[Start of Attachment]

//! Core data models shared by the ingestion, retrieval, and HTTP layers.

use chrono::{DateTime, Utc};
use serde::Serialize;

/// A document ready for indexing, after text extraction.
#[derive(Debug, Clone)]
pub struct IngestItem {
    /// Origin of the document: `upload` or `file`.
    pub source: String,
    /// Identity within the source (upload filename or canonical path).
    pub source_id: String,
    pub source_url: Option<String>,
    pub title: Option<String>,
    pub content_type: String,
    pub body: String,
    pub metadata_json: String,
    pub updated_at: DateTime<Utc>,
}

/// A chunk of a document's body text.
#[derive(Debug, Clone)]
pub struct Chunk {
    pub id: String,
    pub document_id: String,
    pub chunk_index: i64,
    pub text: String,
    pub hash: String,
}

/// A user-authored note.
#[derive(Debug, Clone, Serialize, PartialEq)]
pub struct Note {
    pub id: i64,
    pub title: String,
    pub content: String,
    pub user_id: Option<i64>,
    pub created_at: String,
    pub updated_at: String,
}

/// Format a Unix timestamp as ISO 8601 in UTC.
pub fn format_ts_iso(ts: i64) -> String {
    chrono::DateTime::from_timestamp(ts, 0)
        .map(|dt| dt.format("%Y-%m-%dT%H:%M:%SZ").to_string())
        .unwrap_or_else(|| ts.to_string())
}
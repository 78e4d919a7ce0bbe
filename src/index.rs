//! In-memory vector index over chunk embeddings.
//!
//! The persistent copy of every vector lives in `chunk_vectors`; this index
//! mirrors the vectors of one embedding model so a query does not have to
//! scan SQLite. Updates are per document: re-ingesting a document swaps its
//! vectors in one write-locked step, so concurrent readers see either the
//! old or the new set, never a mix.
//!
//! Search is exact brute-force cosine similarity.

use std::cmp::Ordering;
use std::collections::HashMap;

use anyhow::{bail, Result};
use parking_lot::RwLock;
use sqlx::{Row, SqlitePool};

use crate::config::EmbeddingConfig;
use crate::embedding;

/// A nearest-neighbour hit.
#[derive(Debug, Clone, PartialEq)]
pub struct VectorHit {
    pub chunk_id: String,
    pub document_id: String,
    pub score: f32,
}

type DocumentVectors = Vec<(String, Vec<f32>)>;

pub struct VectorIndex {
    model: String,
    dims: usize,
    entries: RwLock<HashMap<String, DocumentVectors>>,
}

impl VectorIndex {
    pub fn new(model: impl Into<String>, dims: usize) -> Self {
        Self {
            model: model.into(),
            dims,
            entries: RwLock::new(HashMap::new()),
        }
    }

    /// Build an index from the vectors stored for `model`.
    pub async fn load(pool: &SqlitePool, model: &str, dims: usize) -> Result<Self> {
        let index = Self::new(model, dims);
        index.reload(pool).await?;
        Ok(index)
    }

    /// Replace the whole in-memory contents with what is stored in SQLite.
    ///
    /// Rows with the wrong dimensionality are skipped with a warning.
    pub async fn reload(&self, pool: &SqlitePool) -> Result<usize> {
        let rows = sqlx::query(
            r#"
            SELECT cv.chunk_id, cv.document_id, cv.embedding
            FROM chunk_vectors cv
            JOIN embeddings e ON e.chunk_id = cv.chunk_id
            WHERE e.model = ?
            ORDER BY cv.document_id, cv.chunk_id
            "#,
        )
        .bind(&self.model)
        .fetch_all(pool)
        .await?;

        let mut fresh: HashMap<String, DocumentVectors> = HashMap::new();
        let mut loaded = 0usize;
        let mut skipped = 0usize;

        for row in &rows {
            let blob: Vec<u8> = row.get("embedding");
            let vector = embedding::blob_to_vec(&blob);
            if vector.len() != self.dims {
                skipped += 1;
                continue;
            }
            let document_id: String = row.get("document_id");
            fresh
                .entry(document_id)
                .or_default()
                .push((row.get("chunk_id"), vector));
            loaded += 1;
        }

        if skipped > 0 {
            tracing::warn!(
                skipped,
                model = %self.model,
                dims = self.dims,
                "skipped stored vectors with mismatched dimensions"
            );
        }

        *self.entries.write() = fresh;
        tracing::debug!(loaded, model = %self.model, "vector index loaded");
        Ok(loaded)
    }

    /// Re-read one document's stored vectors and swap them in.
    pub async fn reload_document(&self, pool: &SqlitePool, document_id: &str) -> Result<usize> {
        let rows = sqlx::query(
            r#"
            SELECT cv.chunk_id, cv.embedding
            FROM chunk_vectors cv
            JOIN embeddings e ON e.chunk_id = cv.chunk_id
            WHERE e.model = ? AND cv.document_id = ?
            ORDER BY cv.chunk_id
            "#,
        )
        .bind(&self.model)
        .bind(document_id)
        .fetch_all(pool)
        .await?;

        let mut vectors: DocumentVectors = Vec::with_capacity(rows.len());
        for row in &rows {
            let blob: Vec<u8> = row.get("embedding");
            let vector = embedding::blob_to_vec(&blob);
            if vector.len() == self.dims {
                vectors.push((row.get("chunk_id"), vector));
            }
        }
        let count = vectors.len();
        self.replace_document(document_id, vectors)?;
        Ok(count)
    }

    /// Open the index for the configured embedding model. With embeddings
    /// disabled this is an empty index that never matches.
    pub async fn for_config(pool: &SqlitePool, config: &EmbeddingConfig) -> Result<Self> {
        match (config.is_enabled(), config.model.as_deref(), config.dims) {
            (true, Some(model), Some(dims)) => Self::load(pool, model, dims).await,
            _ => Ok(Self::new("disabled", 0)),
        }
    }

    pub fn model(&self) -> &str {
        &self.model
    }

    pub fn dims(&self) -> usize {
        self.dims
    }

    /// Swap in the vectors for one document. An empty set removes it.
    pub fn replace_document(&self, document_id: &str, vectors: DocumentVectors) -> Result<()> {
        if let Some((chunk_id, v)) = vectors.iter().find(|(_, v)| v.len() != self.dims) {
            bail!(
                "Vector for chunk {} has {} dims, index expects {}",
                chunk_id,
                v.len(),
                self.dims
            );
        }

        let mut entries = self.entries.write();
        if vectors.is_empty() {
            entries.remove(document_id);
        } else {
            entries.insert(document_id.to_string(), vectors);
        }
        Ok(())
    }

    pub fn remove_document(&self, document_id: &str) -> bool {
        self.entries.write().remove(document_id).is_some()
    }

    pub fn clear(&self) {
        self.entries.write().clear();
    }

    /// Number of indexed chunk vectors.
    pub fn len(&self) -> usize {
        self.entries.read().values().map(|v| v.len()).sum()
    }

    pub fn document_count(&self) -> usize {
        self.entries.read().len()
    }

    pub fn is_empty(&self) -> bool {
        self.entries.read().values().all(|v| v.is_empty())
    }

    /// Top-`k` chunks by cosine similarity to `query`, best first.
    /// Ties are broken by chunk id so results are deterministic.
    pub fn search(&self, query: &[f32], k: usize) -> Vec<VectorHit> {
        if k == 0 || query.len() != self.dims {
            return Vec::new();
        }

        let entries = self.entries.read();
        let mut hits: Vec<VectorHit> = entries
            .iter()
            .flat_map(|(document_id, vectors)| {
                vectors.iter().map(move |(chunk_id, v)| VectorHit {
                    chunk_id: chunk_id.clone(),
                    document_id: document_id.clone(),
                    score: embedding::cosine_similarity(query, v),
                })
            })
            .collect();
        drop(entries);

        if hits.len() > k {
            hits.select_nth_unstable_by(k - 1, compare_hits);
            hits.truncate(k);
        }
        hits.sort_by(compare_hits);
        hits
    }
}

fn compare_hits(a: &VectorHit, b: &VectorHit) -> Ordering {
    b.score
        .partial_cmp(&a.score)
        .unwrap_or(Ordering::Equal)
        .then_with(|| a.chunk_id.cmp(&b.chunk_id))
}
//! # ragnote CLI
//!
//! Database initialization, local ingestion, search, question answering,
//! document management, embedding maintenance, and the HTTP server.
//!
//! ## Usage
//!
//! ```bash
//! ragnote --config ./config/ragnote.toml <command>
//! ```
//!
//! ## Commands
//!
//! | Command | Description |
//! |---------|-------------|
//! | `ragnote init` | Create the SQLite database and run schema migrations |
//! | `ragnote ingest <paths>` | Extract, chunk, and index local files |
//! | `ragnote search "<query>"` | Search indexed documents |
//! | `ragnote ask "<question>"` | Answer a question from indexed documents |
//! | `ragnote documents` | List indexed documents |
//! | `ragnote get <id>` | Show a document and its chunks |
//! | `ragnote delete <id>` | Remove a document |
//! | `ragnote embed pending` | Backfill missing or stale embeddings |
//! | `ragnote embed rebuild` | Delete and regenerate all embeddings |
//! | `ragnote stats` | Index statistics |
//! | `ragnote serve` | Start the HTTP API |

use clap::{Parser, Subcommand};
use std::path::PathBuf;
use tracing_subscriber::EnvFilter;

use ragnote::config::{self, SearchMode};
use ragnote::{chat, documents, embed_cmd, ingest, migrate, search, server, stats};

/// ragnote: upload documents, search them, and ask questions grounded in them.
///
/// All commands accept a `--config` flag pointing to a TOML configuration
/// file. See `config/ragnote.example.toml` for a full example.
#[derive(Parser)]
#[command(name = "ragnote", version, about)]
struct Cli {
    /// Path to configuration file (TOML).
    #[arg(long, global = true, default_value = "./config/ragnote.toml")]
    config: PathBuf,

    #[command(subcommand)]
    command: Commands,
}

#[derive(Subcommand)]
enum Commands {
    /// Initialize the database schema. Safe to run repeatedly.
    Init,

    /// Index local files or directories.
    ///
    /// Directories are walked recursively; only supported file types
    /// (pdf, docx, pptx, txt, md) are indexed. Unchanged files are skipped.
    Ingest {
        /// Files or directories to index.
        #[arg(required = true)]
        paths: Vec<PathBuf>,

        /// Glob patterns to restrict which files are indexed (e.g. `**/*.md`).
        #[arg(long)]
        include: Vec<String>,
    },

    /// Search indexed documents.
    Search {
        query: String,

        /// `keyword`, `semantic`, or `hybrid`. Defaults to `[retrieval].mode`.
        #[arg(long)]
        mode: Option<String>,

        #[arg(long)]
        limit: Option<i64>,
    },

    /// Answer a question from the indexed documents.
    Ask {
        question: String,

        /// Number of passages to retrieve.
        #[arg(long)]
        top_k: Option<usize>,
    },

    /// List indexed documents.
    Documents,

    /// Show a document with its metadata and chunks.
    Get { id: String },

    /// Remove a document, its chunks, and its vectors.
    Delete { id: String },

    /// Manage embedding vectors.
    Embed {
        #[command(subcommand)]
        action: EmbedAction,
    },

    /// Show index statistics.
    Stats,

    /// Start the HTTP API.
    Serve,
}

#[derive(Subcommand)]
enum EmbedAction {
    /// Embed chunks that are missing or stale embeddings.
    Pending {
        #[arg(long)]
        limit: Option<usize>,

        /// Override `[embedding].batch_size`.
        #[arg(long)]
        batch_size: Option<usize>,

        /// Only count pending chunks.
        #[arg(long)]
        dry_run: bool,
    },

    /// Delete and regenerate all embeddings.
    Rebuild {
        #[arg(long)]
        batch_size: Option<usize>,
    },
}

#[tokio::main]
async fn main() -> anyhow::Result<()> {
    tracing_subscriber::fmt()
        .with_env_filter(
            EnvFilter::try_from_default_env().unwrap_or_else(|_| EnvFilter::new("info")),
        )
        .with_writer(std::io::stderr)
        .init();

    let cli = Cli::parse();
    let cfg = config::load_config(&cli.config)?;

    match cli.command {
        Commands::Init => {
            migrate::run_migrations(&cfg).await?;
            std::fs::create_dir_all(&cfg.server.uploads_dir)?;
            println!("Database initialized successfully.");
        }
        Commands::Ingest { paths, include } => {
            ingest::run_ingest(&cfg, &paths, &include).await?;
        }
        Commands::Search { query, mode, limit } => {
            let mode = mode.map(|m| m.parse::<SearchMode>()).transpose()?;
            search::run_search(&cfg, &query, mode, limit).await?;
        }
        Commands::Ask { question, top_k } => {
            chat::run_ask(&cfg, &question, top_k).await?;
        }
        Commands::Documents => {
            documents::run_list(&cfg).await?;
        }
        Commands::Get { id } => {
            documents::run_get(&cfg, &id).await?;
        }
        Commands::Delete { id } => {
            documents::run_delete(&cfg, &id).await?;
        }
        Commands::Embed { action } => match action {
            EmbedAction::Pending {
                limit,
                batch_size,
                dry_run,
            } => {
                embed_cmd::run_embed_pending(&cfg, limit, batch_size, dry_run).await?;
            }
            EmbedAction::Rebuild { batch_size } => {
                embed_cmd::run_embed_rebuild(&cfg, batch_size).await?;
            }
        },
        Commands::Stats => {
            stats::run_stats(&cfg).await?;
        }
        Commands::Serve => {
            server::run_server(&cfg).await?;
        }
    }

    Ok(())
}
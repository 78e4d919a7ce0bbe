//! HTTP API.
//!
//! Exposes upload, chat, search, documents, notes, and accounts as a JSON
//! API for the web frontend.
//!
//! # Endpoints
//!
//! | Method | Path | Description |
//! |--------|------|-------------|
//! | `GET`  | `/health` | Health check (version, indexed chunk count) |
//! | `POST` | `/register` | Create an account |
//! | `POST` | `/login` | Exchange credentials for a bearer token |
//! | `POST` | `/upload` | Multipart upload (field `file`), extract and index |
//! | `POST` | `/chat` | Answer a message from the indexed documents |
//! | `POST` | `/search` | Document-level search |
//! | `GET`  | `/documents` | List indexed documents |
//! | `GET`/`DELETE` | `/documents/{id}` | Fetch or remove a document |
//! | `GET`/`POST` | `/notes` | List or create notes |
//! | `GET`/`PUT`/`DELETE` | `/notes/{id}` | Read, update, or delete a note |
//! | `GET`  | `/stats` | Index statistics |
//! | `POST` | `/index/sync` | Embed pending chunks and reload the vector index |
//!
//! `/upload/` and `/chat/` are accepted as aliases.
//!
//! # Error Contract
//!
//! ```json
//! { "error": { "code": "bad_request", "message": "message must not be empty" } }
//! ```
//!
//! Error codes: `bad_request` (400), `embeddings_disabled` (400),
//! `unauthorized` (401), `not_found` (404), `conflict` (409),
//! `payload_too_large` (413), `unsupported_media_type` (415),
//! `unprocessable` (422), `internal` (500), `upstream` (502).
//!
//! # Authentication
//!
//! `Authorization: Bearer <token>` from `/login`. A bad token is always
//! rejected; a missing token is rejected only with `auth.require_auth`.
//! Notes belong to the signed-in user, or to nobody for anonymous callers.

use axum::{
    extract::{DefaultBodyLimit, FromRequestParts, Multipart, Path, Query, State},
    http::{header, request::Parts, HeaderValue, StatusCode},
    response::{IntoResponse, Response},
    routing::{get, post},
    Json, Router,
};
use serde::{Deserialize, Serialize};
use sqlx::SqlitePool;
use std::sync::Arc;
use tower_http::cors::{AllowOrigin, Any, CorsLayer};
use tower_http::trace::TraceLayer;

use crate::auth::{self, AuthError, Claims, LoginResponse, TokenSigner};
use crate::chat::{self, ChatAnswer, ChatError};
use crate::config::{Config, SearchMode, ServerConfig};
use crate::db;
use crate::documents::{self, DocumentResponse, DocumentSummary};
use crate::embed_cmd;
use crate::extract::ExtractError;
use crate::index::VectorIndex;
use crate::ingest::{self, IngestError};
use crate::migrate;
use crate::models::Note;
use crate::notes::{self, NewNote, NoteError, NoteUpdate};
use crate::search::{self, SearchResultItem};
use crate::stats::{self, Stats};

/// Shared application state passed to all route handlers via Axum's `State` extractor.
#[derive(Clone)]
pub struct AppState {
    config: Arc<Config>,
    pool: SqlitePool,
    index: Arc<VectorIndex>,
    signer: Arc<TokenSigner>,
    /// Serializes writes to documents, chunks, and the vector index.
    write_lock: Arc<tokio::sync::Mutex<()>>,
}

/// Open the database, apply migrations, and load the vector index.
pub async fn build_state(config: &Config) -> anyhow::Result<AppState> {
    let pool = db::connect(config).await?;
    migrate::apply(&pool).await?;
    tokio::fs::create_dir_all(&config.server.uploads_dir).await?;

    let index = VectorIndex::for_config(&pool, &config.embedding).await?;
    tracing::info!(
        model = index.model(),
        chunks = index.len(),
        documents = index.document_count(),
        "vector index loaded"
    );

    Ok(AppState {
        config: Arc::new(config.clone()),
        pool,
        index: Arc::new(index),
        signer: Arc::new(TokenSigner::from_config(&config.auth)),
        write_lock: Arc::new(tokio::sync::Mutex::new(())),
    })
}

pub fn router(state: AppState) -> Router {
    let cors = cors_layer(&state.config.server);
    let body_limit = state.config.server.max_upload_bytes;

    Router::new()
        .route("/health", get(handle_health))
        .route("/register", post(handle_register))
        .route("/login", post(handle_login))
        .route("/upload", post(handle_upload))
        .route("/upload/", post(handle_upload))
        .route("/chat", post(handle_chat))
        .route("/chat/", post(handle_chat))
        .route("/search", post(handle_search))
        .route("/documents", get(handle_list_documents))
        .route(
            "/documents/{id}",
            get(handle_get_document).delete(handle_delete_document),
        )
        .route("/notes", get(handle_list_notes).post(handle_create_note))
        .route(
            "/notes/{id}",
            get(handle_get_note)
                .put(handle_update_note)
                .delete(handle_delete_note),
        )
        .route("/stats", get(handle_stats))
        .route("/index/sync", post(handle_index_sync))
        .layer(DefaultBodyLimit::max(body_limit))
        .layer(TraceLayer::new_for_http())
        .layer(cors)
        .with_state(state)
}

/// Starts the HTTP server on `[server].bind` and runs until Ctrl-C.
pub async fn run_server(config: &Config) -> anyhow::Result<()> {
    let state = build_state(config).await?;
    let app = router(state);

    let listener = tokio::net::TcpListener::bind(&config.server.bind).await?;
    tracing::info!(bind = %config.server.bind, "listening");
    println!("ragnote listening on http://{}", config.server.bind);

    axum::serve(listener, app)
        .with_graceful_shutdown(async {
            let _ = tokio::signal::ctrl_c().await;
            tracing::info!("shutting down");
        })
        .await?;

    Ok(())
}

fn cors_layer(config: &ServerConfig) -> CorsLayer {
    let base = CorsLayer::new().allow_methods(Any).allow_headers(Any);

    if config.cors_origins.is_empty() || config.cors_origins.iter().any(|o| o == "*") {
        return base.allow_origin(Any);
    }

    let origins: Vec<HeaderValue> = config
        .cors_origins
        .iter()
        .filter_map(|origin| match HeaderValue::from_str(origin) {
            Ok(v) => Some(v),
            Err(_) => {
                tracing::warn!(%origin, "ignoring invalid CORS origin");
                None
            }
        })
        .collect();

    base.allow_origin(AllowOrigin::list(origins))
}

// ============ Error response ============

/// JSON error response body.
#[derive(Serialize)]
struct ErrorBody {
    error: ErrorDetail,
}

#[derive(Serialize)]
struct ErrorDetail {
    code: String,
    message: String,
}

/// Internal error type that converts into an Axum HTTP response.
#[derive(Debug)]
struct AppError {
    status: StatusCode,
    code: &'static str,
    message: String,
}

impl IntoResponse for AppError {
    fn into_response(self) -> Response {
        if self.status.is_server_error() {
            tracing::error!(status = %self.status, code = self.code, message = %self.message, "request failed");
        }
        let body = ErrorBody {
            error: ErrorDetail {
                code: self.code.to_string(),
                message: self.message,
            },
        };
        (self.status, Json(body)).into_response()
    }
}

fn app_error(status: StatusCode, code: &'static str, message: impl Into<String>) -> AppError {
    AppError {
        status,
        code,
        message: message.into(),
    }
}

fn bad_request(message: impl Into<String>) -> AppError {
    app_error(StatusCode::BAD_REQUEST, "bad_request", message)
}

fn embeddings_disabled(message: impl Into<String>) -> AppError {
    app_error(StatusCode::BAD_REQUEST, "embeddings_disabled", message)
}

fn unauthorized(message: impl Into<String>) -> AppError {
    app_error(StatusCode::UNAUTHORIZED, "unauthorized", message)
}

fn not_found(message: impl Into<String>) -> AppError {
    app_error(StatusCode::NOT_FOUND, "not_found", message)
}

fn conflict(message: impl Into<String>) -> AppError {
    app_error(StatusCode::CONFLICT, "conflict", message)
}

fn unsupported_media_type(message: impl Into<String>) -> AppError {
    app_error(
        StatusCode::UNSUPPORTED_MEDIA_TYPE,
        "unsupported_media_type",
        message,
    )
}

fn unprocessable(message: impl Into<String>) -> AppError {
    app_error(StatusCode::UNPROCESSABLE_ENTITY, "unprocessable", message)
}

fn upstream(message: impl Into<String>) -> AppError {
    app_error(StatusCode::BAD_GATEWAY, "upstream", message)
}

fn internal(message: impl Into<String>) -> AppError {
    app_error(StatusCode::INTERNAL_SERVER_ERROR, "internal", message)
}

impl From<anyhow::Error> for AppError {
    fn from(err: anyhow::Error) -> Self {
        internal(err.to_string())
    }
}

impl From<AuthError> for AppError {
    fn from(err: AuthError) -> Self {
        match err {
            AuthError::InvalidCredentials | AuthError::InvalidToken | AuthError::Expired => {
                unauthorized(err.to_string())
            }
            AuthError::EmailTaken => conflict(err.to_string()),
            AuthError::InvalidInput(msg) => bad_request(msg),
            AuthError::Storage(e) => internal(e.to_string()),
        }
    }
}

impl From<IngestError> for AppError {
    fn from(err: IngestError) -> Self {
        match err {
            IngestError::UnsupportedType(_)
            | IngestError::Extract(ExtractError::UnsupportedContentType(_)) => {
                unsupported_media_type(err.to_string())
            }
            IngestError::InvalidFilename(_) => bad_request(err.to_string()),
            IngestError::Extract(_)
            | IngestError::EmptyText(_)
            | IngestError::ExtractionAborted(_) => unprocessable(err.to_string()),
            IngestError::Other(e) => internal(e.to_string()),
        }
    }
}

[End of Attachment]

» **Task item**: Say, as a single number and nothing more, how many lines of the entries contain the word "struct".

» **Expected answer**: 10